══ Information supplied
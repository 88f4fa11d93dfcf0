use std::io;
use std::path::PathBuf;
use std::time::{Duration, Instant};

use clap::{Parser, ValueEnum};
use crossterm::event::{DisableMouseCapture, EnableMouseCapture, Event};
use crossterm::terminal::{EnterAlternateScreen, LeaveAlternateScreen};
use crossterm::{execute, terminal};
use ratatui::Terminal;
use ratatui::backend::CrosstermBackend;

use term_desk::apps::AppId;
use term_desk::content::{LoggingHost, SharedHost};
use term_desk::event_loop::{ControlFlow, EventLoop};
use term_desk::shell::{DesktopShell, ShellConfig};
use term_desk::tracing_sub;

#[derive(Debug, Clone, Copy, PartialEq, Eq, ValueEnum)]
enum OverlayMode {
    /// No overlay compositor; bridge-view apps fall back to static content.
    None,
    /// Log overlay show/hide/resize calls through tracing (F12 to inspect).
    Log,
}

#[derive(Debug, Parser)]
#[command(name = "term-desk", about = "A simulated desktop environment for terminal shells.")]
struct Args {
    /// Event poll interval in milliseconds; one tick per interval.
    #[arg(long, default_value_t = 16)]
    tick_ms: u64,

    /// Directory notes are saved into.
    #[arg(long, default_value = ".term-desk/notes")]
    notes_dir: PathBuf,

    /// Seed for window spawn placement (useful for reproducing layouts).
    #[arg(long)]
    seed: Option<u64>,

    /// Overlay compositor channel for bridge-view apps.
    #[arg(long, value_enum, default_value_t = OverlayMode::None)]
    overlay: OverlayMode,

    /// Apps to open at startup, by name (e.g. --open notes --open browser).
    #[arg(long = "open")]
    open: Vec<String>,

    /// Start without capturing mouse events.
    #[arg(long)]
    no_mouse_capture: bool,
}

fn main() -> io::Result<()> {
    let args = Args::parse();
    tracing_sub::init_default();

    let open_at_start: Vec<AppId> = args
        .open
        .iter()
        .filter_map(|name| {
            let app = AppId::from_name(name);
            if app.is_none() {
                eprintln!("unknown app: {name}");
            }
            app
        })
        .collect();

    let overlay: Option<SharedHost> = match args.overlay {
        OverlayMode::None => None,
        OverlayMode::Log => Some(std::rc::Rc::new(std::cell::RefCell::new(LoggingHost))),
    };

    let user_name = std::env::var("USER").unwrap_or_else(|_| "user".to_string());
    let mut shell = DesktopShell::new(ShellConfig {
        user_name,
        notes_dir: args.notes_dir,
        overlay,
        spawn_seed: args.seed,
        open_at_start,
    });
    if args.no_mouse_capture {
        shell.set_mouse_capture(false);
        // consumed here; the startup path below decides whether to capture
        shell.take_mouse_capture_change();
    }

    let mut stdout = io::stdout();
    execute!(stdout, EnterAlternateScreen)?;
    terminal::enable_raw_mode()?;
    if !args.no_mouse_capture {
        execute!(io::stdout(), EnableMouseCapture)?;
    }
    let backend = CrosstermBackend::new(stdout);
    let mut terminal = Terminal::new(backend)?;
    if let Ok((cols, rows)) = terminal::size() {
        shell.set_viewport(cols, rows);
    }

    let result = run(&mut terminal, &mut shell, Duration::from_millis(args.tick_ms));

    terminal::disable_raw_mode()?;
    execute!(
        terminal.backend_mut(),
        DisableMouseCapture,
        LeaveAlternateScreen
    )?;
    terminal.show_cursor()?;

    result
}

fn run(
    terminal: &mut Terminal<CrosstermBackend<io::Stdout>>,
    shell: &mut DesktopShell,
    tick: Duration,
) -> io::Result<()> {
    let mut event_loop = EventLoop::new(tick);
    event_loop.run(|event| {
        match event {
            Some(evt) => {
                if matches!(evt, Event::Mouse(_)) && !shell.mouse_capture_enabled() {
                    return Ok(ControlFlow::Continue);
                }
                if let ControlFlow::Quit = shell.handle_event(&evt) {
                    return Ok(ControlFlow::Quit);
                }
            }
            None => {
                shell.tick(Instant::now());
                terminal
                    .draw(|frame| shell.render(frame))
                    .map_err(io::Error::other)?;
                if let Some(enabled) = shell.take_mouse_capture_change() {
                    if enabled {
                        execute!(io::stdout(), EnableMouseCapture)?;
                    } else {
                        execute!(io::stdout(), DisableMouseCapture)?;
                    }
                }
            }
        }
        Ok(ControlFlow::Continue)
    })
}
//! Start menu overlay: lists every app, publishes `OpenApp` on selection.

use crossterm::event::{KeyCode, KeyEvent};
use ratatui::layout::Rect;
use ratatui::style::{Modifier, Style};

use crate::apps::AppId;
use crate::bus::{BusEvent, ShellBus};
use crate::geometry::rect_contains;
use crate::theme;
use crate::ui::UiFrame;

#[derive(Debug, Default)]
pub struct StartMenu {
    visible: bool,
    selected: usize,
    /// Row hit rectangles recorded during the last render.
    hits: Vec<(Rect, AppId)>,
    rect: Rect,
}

impl StartMenu {
    pub fn new() -> Self {
        Self::default()
    }

    pub fn visible(&self) -> bool {
        self.visible
    }

    pub fn toggle(&mut self) {
        self.visible = !self.visible;
        if self.visible {
            self.selected = 0;
        }
    }

    pub fn close(&mut self) {
        self.visible = false;
    }

    pub fn contains(&self, column: u16, row: u16) -> bool {
        self.visible && rect_contains(self.rect, column, row)
    }

    /// Keyboard navigation while open. Selection publishes to the bus and
    /// closes the menu.
    pub fn handle_key(&mut self, key: &KeyEvent, bus: &mut ShellBus) -> bool {
        if !self.visible {
            return false;
        }
        match key.code {
            KeyCode::Up => {
                self.selected = self.selected.saturating_sub(1);
                true
            }
            KeyCode::Down => {
                self.selected = (self.selected + 1).min(AppId::ALL.len() - 1);
                true
            }
            KeyCode::Enter => {
                bus.publish(BusEvent::OpenApp(AppId::ALL[self.selected]));
                self.close();
                true
            }
            _ => false,
        }
    }

    /// Mouse click while open: a row opens that app, anywhere else closes
    /// the menu.
    pub fn handle_click(&mut self, column: u16, row: u16, bus: &mut ShellBus) -> bool {
        if !self.visible {
            return false;
        }
        if let Some((_, app)) = self
            .hits
            .iter()
            .find(|(rect, _)| rect_contains(*rect, column, row))
        {
            bus.publish(BusEvent::OpenApp(*app));
            self.close();
            return true;
        }
        self.close();
        // a click outside only dismisses; callers stop routing it further
        rect_contains(self.rect, column, row)
    }

    pub fn render(&mut self, frame: &mut UiFrame<'_>, desktop: Rect, user_name: &str) {
        self.hits.clear();
        if !self.visible || desktop.width < 24 || desktop.height < 6 {
            self.rect = Rect::default();
            return;
        }
        let height = (AppId::ALL.len() as u16 + 4).min(desktop.height);
        let width = 26u16.min(desktop.width);
        let rect = Rect {
            x: desktop.x,
            y: desktop.y + desktop.height - height,
            width,
            height,
        };
        self.rect = rect;

        let base = Style::default().bg(theme::menu_bg()).fg(theme::menu_fg());
        frame.fill(rect, base);
        frame.set_string(
            rect.x + 1,
            rect.y + 1,
            &format!("◉ {user_name}"),
            base.add_modifier(Modifier::BOLD),
        );

        for (idx, app) in AppId::ALL.into_iter().enumerate() {
            let y = rect.y + 3 + idx as u16;
            if y >= rect.y + rect.height {
                break;
            }
            let style = if idx == self.selected {
                Style::default()
                    .bg(theme::menu_selected_bg())
                    .fg(theme::menu_selected_fg())
            } else {
                base
            };
            let label = format!(" {} {:<18}", app.icon(), app.title());
            frame.set_string(rect.x + 1, y, &label, style);
            self.hits.push((
                Rect {
                    x: rect.x,
                    y,
                    width: rect.width,
                    height: 1,
                },
                app,
            ));
        }
    }
}

#[cfg(test)]
mod tests {
    use super::*;
    use crossterm::event::KeyModifiers;
    use ratatui::buffer::Buffer;

    fn key(code: KeyCode) -> KeyEvent {
        KeyEvent::new(code, KeyModifiers::NONE)
    }

    #[test]
    fn enter_publishes_the_selected_app_and_closes() {
        let mut menu = StartMenu::new();
        let mut bus = ShellBus::new();
        menu.toggle();
        menu.handle_key(&key(KeyCode::Down), &mut bus);
        menu.handle_key(&key(KeyCode::Enter), &mut bus);
        assert!(!menu.visible());
        assert_eq!(bus.drain(), vec![BusEvent::OpenApp(AppId::ALL[1])]);
    }

    #[test]
    fn click_on_a_row_publishes_that_app() {
        let mut menu = StartMenu::new();
        let mut bus = ShellBus::new();
        menu.toggle();

        let desktop = Rect::new(0, 0, 80, 23);
        let mut buf = Buffer::empty(Rect::new(0, 0, 80, 24));
        let mut frame = UiFrame::from_parts(Rect::new(0, 0, 80, 24), &mut buf);
        menu.render(&mut frame, desktop, "someone");

        let (rect, app) = menu.hits[2];
        assert!(menu.handle_click(rect.x + 2, rect.y, &mut bus));
        assert_eq!(bus.drain(), vec![BusEvent::OpenApp(app)]);
        assert!(!menu.visible());
    }

    #[test]
    fn click_elsewhere_only_dismisses() {
        let mut menu = StartMenu::new();
        let mut bus = ShellBus::new();
        menu.toggle();

        let desktop = Rect::new(0, 0, 80, 23);
        let mut buf = Buffer::empty(Rect::new(0, 0, 80, 24));
        let mut frame = UiFrame::from_parts(Rect::new(0, 0, 80, 24), &mut buf);
        menu.render(&mut frame, desktop, "someone");

        menu.handle_click(70, 2, &mut bus);
        assert!(!menu.visible());
        assert!(bus.is_empty());
    }
}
════
§ **Activity**: Look for the string "SharedHost" in the listing above and copy every line holding it.

§ **Solution to the exercise**:
use term_desk::content::{LoggingHost, SharedHost};
    let overlay: Option<SharedHost> = match args.overlay {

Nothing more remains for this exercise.